**Data:**
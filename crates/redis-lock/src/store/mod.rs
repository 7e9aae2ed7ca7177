//! 原子存储操作
//!
//! 锁协议只依赖三个原子操作，每个都必须在存储端一步完成，
//! 不允许客户端先读后写（读写之间可能发生过期或他人的合法释放）。
//!
//! - `RedisLockStore`: 基于 `SET NX PX` 和 Lua 脚本的 Redis 实现
//! - `MemoryLockStore`: 进程内实现，用于测试和单进程场景

mod memory;
mod redis_store;

pub use self::memory::MemoryLockStore;
pub use self::redis_store::RedisLockStore;

use std::time::Duration;

use async_trait::async_trait;

use crate::error::StoreError;

/// 锁存储接口
#[cfg_attr(test, mockall::automock)]
#[async_trait]
pub trait LockStore: Send + Sync {
    /// 仅当 key 不存在时写入 token，并设置过期时间
    ///
    /// 返回 true 表示本次调用创建了该条目。
    async fn acquire_if_absent(
        &self,
        key: &str,
        token: &str,
        lease: Duration,
    ) -> Result<bool, StoreError>;

    /// 当 key 当前的值等于 token 时，把过期时间重置为 `lease_millis`
    ///
    /// 成功返回 1；值不匹配或 key 不存在返回 0。
    async fn extend_if_owned(
        &self,
        key: &str,
        token: &str,
        lease_millis: u64,
    ) -> Result<i64, StoreError>;

    /// 当 key 当前的值等于 token 时删除它
    ///
    /// 成功返回 1；值不匹配或 key 不存在返回 0。
    async fn delete_if_owned(&self, key: &str, token: &str) -> Result<i64, StoreError>;
}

**About this exercise:** Count the lines of the listing that contain the word "Result", and give only the number.

**Reply:** 3